Carlos Ghosn, president and CEO of the Yokohama, Japan-based company, said it has also installed corporate fail-safe structures learned from this year's earthquake and tsunami. He also said the earthquake forced a change of outlook for this year.

"I had to announce that maybe in 2011 we could be selling more cars in 2011 than in 2010, but I was not sure because we did not have a clear picture about the amount of damage yet in our plants and at the level of suppliers," he said. But he added that the company is now mostly back up to production speed. "Obviously, [production] it is restricted as there are some engines that still are limited or some version or specification that we cannot make."

Ghosn also said the earthquake offered a corrective in how not to build a supplier network, since the company had second-tier suppliers damaged by the quake. Some of those essentially shut down vehicle manufacture for whatever model the part was bound.

Said Ghosn: "We discovered through the crisis that we still have an abnormal level of dependency on a very limited number of suppliers with a very limited number of plants ... it was difficult to see because these were not our first-ranked suppliers. These were suppliers ranked two or three, which means these were suppliers of our suppliers." He said that not only were some of these suppliers the only ones supplying the part, they were sometimes supplying them from only one plant. "So, if something was happening at the plant, we were stuck as a company.
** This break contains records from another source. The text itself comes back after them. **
//! All-or-nothing manifest rewrite

use std::io::Write;
use std::path::Path;

use tempfile::NamedTempFile;
use tracing::debug;

/// Replace `path` with `content` atomically.
///
/// The new content goes to a temporary file in the same directory which is
/// then renamed over the target, so a failure leaves the original untouched.
pub fn write_atomically(path: &Path, content: &str) -> std::io::Result<()> {
    let dir = match path.parent() {
        Some(parent) if !parent.as_os_str().is_empty() => parent,
        _ => Path::new("."),
    };

    let mut temp = NamedTempFile::new_in(dir)?;
    temp.write_all(content.as_bytes())?;
    temp.as_file().sync_all()?;

    if let Ok(metadata) = std::fs::metadata(path) {
        temp.as_file().set_permissions(metadata.permissions())?;
    }

    temp.persist(path).map_err(|e| e.error)?;
    debug!("Wrote {} bytes to {:?}", content.len(), path);
    Ok(())
}

#[cfg(test)]
mod tests {
    use super::*;
    use tempfile::TempDir;

    #[test]
    fn write_atomically_replaces_content() {
        let temp_dir = TempDir::new().unwrap();
        let path = temp_dir.path().join("helmfile.yaml");
        std::fs::write(&path, "old").unwrap();

        write_atomically(&path, "new").unwrap();

        assert_eq!(std::fs::read_to_string(&path).unwrap(), "new");
        assert_eq!(std::fs::read_dir(temp_dir.path()).unwrap().count(), 1);
    }

    #[test]
    fn write_atomically_fails_without_touching_anything_when_dir_is_missing() {
        let temp_dir = TempDir::new().unwrap();
        let path = temp_dir.path().join("missing").join("helmfile.yaml");

        let result = write_atomically(&path, "new");

        assert!(result.is_err());
        assert!(!path.exists());
    }
}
We learned it during this crisis, and we're going to organize ourselves for this to never happen again."

He said the company will do a couple of things to reduce risk: multi-source parts and localize production. For starters, he said the company will no longer allow one supplier to have a monopoly relationship with the company. But "if we accept him to be in a position of monopoly, then he has to have at least two different sourcings," he said.

And he said that if a vehicle is sold in China, it needs to be built there. "Every time we have dependency on other countries, we have very complicated supply chains ... it just makes your supply chain extremely vulnerable to any surprise. So, this was a good opportunity to reinforce the fact inside Nissan of the necessity of localizing as much of our production in the main markets we are competing in."